- Theatrical release poster
- Directed by: George Archainbaud
- Screenplay by: Frederick Hazlitt Brennan Frank Butler
- Based on: Mantrap 1926 novel by Sinclair Lewis
- Produced by: Paul Jones
- Starring: Ray Milland Patricia Morison Akim Tamiroff
- Cinematography: Leo Tover
- Edited by: Stuart Gilmore
- Music by: William Axt (as Dr. William Axt)
- Production company: Paramount Pictures
- Distributed by: Paramount Pictures
- Release date: July 24, 1940;
- Running time: 83 minutes
- Country: United States
- Language: English

= Untamed (1940 film) =

for others with the same name, see Untamed (disambiguation)

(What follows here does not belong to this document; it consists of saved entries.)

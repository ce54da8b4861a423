//! Dependency tree assembly.
//!
//! Resolvers report flat adjacency lists that may be cyclic (A → B → A) or
//! re-entrant (diamonds). [`assemble`] turns them into a finite forest:
//! traversal is breadth-first from the roots, every id is expanded at most
//! once, and later occurrences become childless nodes flagged
//! `deduplicated`. Because the traversal is breadth-first, the expanded
//! occurrence of a library is always its shallowest one.
//!
//! [`propagate_vulnerability`] then marks every node that is matched itself
//! or has a matched descendant, which is what path rendering needs.
//!
//! Resolved chains can be arbitrarily deep, so every walk here keeps its
//! own stack instead of recursing.

mod render;

use std::collections::{HashSet, VecDeque};

use serde::Serialize;

use crate::model::LibraryId;

pub use render::{write_tree, write_vulnerable_paths};

/// Read access to a dependency graph.
pub trait DependencyGraph {
    /// Direct dependencies, in order.
    fn roots(&self) -> &[LibraryId];

    /// Whether `id` is a known library. Unknown ids are dropped from the tree.
    fn contains(&self, id: &LibraryId) -> bool;

    /// Direct children of `id`, in order.
    fn children_of(&self, id: &LibraryId) -> &[LibraryId];
}

/// One occurrence of a library in the forest. Owns its children.
#[derive(Debug, Clone, PartialEq, Eq, Serialize)]
pub struct DependencyNode {
    pub id: LibraryId,
    /// The id was already expanded elsewhere; this node has no children
    pub deduplicated: bool,
    pub vulnerable: bool,
    pub children: Vec<DependencyNode>,
}

impl DependencyNode {
    #[must_use]
    pub fn has_vulnerable_children(&self) -> bool {
        self.children.iter().any(|child| child.vulnerable)
    }

    /// Number of nodes in this subtree, including `self`.
    #[must_use]
    pub fn size(&self) -> usize {
        let mut count = 0;
        let mut stack = vec![self];
        while let Some(node) = stack.pop() {
            count += 1;
            stack.extend(&node.children);
        }
        count
    }
}

impl Drop for DependencyNode {
    fn drop(&mut self) {
        let mut pending = std::mem::take(&mut self.children);
        while let Some(mut node) = pending.pop() {
            pending.append(&mut node.children);
        }
    }
}

/// Arena slot used while the forest is built.
struct Slot<'g> {
    id: &'g LibraryId,
    deduplicated: bool,
    children: Vec<usize>,
}

/// Build the deduplicated forest of `graph`.
pub fn assemble<G: DependencyGraph + ?Sized>(graph: &G) -> Vec<DependencyNode> {
    let mut slots: Vec<Slot<'_>> = Vec::new();
    let mut roots: Vec<usize> = Vec::new();
    let mut expanded: HashSet<&LibraryId> = HashSet::new();
    let mut queue: VecDeque<(&LibraryId, Option<usize>)> =
        graph.roots().iter().map(|id| (id, None)).collect();

    while let Some((id, parent)) = queue.pop_front() {
        if !graph.contains(id) {
            tracing::debug!(id = %id, "dropping dependency without library entry");
            continue;
        }

        let deduplicated = !expanded.insert(id);
        let index = slots.len();
        slots.push(Slot {
            id,
            deduplicated,
            children: Vec::new(),
        });
        match parent {
            Some(p) => slots[p].children.push(index),
            None => roots.push(index),
        }

        if !deduplicated {
            queue.extend(graph.children_of(id).iter().map(|child| (child, Some(index))));
        }
    }

    // children always sit at higher indices than their parent, so building
    // back to front finds every child already finished
    let mut built: Vec<Option<DependencyNode>> = Vec::with_capacity(slots.len());
    built.resize_with(slots.len(), || None);
    for (index, slot) in slots.iter().enumerate().rev() {
        let children = slot
            .children
            .iter()
            .filter_map(|&child| built[child].take())
            .collect();
        built[index] = Some(DependencyNode {
            id: slot.id.clone(),
            deduplicated: slot.deduplicated,
            vulnerable: false,
            children,
        });
    }

    roots
        .into_iter()
        .filter_map(|index| built[index].take())
        .collect()
}

/// Set `vulnerable` on every node that is matched or has a vulnerable
/// descendant. Returns whether any root ended up vulnerable.
pub fn propagate_vulnerability<F>(forest: &mut [DependencyNode], is_matched: F) -> bool
where
    F: Fn(&LibraryId) -> bool,
{
    // pre-order with parent links; every child sits after its parent
    let mut parents: Vec<Option<usize>> = Vec::new();
    let mut flags: Vec<bool> = Vec::new();
    let mut stack: Vec<(&DependencyNode, Option<usize>)> =
        forest.iter().rev().map(|root| (root, None)).collect();
    while let Some((node, parent)) = stack.pop() {
        let index = parents.len();
        parents.push(parent);
        flags.push(is_matched(&node.id));
        stack.extend(node.children.iter().rev().map(|child| (child, Some(index))));
    }

    for index in (0..flags.len()).rev() {
        if flags[index]
            && let Some(parent) = parents[index]
        {
            flags[parent] = true;
        }
    }

    // same visiting order as above
    let mut any = false;
    let mut flags = flags.into_iter();
    let mut stack: Vec<(&mut DependencyNode, bool)> =
        forest.iter_mut().rev().map(|root| (root, true)).collect();
    while let Some((node, is_root)) = stack.pop() {
        node.vulnerable = flags.next().unwrap_or_default();
        any |= is_root && node.vulnerable;
        stack.extend(node.children.iter_mut().rev().map(|child| (child, false)));
    }
    any
}

/// Fold every tree bottom-up. `finish` receives each node together with the
/// folded values of its children, in order.
pub fn fold_forest<U, F>(forest: &[DependencyNode], mut finish: F) -> Vec<U>
where
    F: FnMut(&DependencyNode, Vec<U>) -> U,
{
    struct Frame<'a, U> {
        node: &'a DependencyNode,
        next: usize,
        done: Vec<U>,
    }

    let mut folded = Vec::with_capacity(forest.len());
    for root in forest {
        let mut stack = vec![Frame {
            node: root,
            next: 0,
            done: Vec::with_capacity(root.children.len()),
        }];
        while let Some(frame) = stack.last_mut() {
            let node = frame.node;
            if let Some(child) = node.children.get(frame.next) {
                frame.next += 1;
                stack.push(Frame {
                    node: child,
                    next: 0,
                    done: Vec::with_capacity(child.children.len()),
                });
                continue;
            }

            let done = std::mem::take(&mut frame.done);
            stack.pop();
            let value = finish(node, done);
            match stack.last_mut() {
                Some(parent) => parent.done.push(value),
                None => folded.push(value),
            }
        }
    }
    folded
}

#[cfg(test)]
mod tests {
    use super::*;
    use std::collections::HashMap;

    #[derive(Default)]
    struct Graph {
        roots: Vec<LibraryId>,
        known: HashSet<LibraryId>,
        edges: HashMap<LibraryId, Vec<LibraryId>>,
    }

    impl Graph {
        fn new(roots: &[&str], known: &[&str], edges: &[(&str, &str)]) -> Self {
            let mut graph = Self {
                roots: roots.iter().map(|&r| r.into()).collect(),
                known: known.iter().map(|&k| k.into()).collect(),
                ..Self::default()
            };
            for &(from, to) in edges {
                graph.edges.entry(from.into()).or_default().push(to.into());
            }
            graph
        }
    }

    impl DependencyGraph for Graph {
        fn roots(&self) -> &[LibraryId] {
            &self.roots
        }

        fn contains(&self, id: &LibraryId) -> bool {
            self.known.contains(id)
        }

        fn children_of(&self, id: &LibraryId) -> &[LibraryId] {
            self.edges.get(id).map(Vec::as_slice).unwrap_or_default()
        }
    }

    #[test]
    fn test_cycle_terminates() {
        let graph = Graph::new(&["a"], &["a", "b"], &[("a", "b"), ("b", "a")]);
        let forest = assemble(&graph);

        assert_eq!(forest.len(), 1);
        let a = &forest[0];
        assert!(!a.deduplicated);
        let b = &a.children[0];
        assert_eq!(b.id.as_str(), "b");
        let again = &b.children[0];
        assert_eq!(again.id.as_str(), "a");
        assert!(again.deduplicated);
        assert!(again.children.is_empty());
    }

    #[test]
    fn test_self_loop() {
        let graph = Graph::new(&["a"], &["a"], &[("a", "a")]);
        let forest = assemble(&graph);
        assert_eq!(forest[0].size(), 2);
        assert!(forest[0].children[0].deduplicated);
    }

    #[test]
    fn test_diamond_expands_once() {
        let graph = Graph::new(
            &["a"],
            &["a", "b", "c", "d", "e"],
            &[("a", "b"), ("a", "c"), ("b", "d"), ("c", "d"), ("d", "e")],
        );
        let forest = assemble(&graph);
        let a = &forest[0];
        let d_under_b = &a.children[0].children[0];
        let d_under_c = &a.children[1].children[0];

        assert!(!d_under_b.deduplicated);
        assert_eq!(d_under_b.children.len(), 1);
        assert!(d_under_c.deduplicated);
        assert!(d_under_c.children.is_empty());
        assert_eq!(a.size(), 6);
    }

    #[test]
    fn test_shallowest_occurrence_is_expanded() {
        // x is reachable at depth 2 via a and directly as a root
        let graph = Graph::new(&["a", "x"], &["a", "b", "x", "y"], &[("a", "b"), ("b", "x"), ("x", "y")]);
        let forest = assemble(&graph);

        assert!(!forest[1].deduplicated);
        assert_eq!(forest[1].children.len(), 1);
        let deep_x = &forest[0].children[0].children[0];
        assert!(deep_x.deduplicated);
    }

    #[test]
    fn test_dangling_ids_dropped() {
        let graph = Graph::new(&["a", "ghost"], &["a", "b"], &[("a", "ghost"), ("a", "b")]);
        let forest = assemble(&graph);
        assert_eq!(forest.len(), 1);
        let children: Vec<_> = forest[0].children.iter().map(|c| c.id.as_str()).collect();
        assert_eq!(children, ["b"]);
    }

    #[test]
    fn test_repeated_root_deduplicated() {
        let graph = Graph::new(&["a", "a"], &["a"], &[]);
        let forest = assemble(&graph);
        assert_eq!(forest.len(), 2);
        assert!(!forest[0].deduplicated);
        assert!(forest[1].deduplicated);
    }

    #[test]
    fn test_taint_reaches_ancestors() {
        let graph = Graph::new(
            &["a", "z"],
            &["a", "b", "c", "d", "z"],
            &[("a", "b"), ("a", "c"), ("b", "d"), ("c", "d")],
        );
        let mut forest = assemble(&graph);
        let any = propagate_vulnerability(&mut forest, |id| id.as_str() == "d");

        assert!(any);
        let a = &forest[0];
        assert!(a.vulnerable);
        assert!(a.children[0].vulnerable);
        // the deduplicated d under c is matched on its own id
        assert!(a.children[1].vulnerable);
        assert!(a.children[1].children[0].vulnerable);
        assert!(!forest[1].vulnerable);
    }

    fn chain(depth: usize) -> Graph {
        let names: Vec<String> = (0..depth).map(|i| i.to_string()).collect();
        let mut graph = Graph::new(&["0"], &[], &[]);
        graph.known = names.iter().map(|n| n.as_str().into()).collect();
        for pair in names.windows(2) {
            graph
                .edges
                .entry(pair[0].as_str().into())
                .or_default()
                .push(pair[1].as_str().into());
        }
        graph
    }

    #[test]
    fn test_deep_chain() {
        const DEPTH: usize = 100_000;
        let leaf = LibraryId::new((DEPTH - 1).to_string());

        let mut forest = assemble(&chain(DEPTH));
        assert_eq!(forest[0].size(), DEPTH);
        assert!(propagate_vulnerability(&mut forest, |id| *id == leaf));
        assert!(forest[0].vulnerable);

        let depths = fold_forest(&forest, |_, children: Vec<usize>| {
            1 + children.into_iter().max().unwrap_or_default()
        });
        assert_eq!(depths, [DEPTH]);
    }

    #[test]
    fn test_fold_keeps_child_order() {
        let graph = Graph::new(&["a", "d"], &["a", "b", "c", "d"], &[("a", "b"), ("a", "c")]);
        let forest = assemble(&graph);
        let rendered = fold_forest(&forest, |node, children: Vec<String>| {
            if children.is_empty() {
                node.id.to_string()
            } else {
                format!("{}({})", node.id, children.join(","))
            }
        });
        assert_eq!(rendered, ["a(b,c)", "d"]);
    }

    #[test]
    fn test_no_matches_leaves_forest_clean() {
        let graph = Graph::new(&["a"], &["a", "b"], &[("a", "b")]);
        let mut forest = assemble(&graph);
        assert!(!propagate_vulnerability(&mut forest, |_| false));
        assert!(!forest[0].vulnerable && !forest[0].has_vulnerable_children());
    }
}
use super::{Enhancer, identity_hashes, schemes_for};
use crate::config::HashingConfig;
use crate::hash::{IdentityScheme, LibraryIdentity};
use crate::model::{DependencyInfo, LibType, Library};

const OWN_SCHEMES: &[IdentityScheme] = &[
    IdentityScheme::Act,
    IdentityScheme::Avt,
    IdentityScheme::Avtlc,
];

/// Version Go reports for modules without a tagged release.
const PSEUDO_VERSION: &str = "v0.0.0";

/// Go modules.
///
/// Modules carry no files, so `sha1` holds the ACT hash when a commit is
/// known and the AVT hash otherwise.
#[derive(Debug, Clone)]
pub struct GolangEnhancer {
    hashing: HashingConfig,
}

impl GolangEnhancer {
    #[must_use]
    pub const fn new(hashing: HashingConfig) -> Self {
        Self { hashing }
    }
}

fn has_release_version(library: &Library) -> bool {
    !library.version.is_empty() && library.version != PSEUDO_VERSION
}

fn is_invalid(library: &Library) -> bool {
    library.lib_type != LibType::Golang
        || library.artifact.is_empty()
        || (library.commit.is_empty() && !has_release_version(library))
}

impl Enhancer for GolangEnhancer {
    fn lib_type(&self) -> LibType {
        LibType::Golang
    }

    fn enhance_library(&self, library: &Library, manifest_file: &str) -> Option<DependencyInfo> {
        if is_invalid(library) {
            tracing::debug!(module = %library.artifact, "skipping go module without version or commit");
            return None;
        }

        // a pseudo version says nothing about the module, so version-based
        // schemes see it as absent
        let mut identity = LibraryIdentity::from(library);
        if !has_release_version(library) {
            identity.version = "";
        }

        let mut info = DependencyInfo::from_library(library, manifest_file);
        info.group_id.clone_from(&library.artifact);
        info.identity_hashes = identity_hashes(
            &identity,
            schemes_for(&self.hashing, OWN_SCHEMES),
            self.hashing.algorithm,
        );

        let primary = if library.commit.is_empty() {
            IdentityScheme::Avt
        } else {
            IdentityScheme::Act
        };
        info.sha1 = info
            .identity_hashes
            .get(&primary)
            .cloned()
            .unwrap_or_default();
        info.record_checksums();
        Some(info)
    }
}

Untamed is a 1940 American Technicolor adventure film directed by George Archainbaud and starring Ray Milland, Patricia Morison and Akim Tamiroff. It is based on the 1926 Sinclair Lewis novel Mantrap.

==Plot==
A doctor takes a hunting trip to the Canadian wilderness. When he gets badly mauled by a bear, his life is saved by his guide Joe Easter.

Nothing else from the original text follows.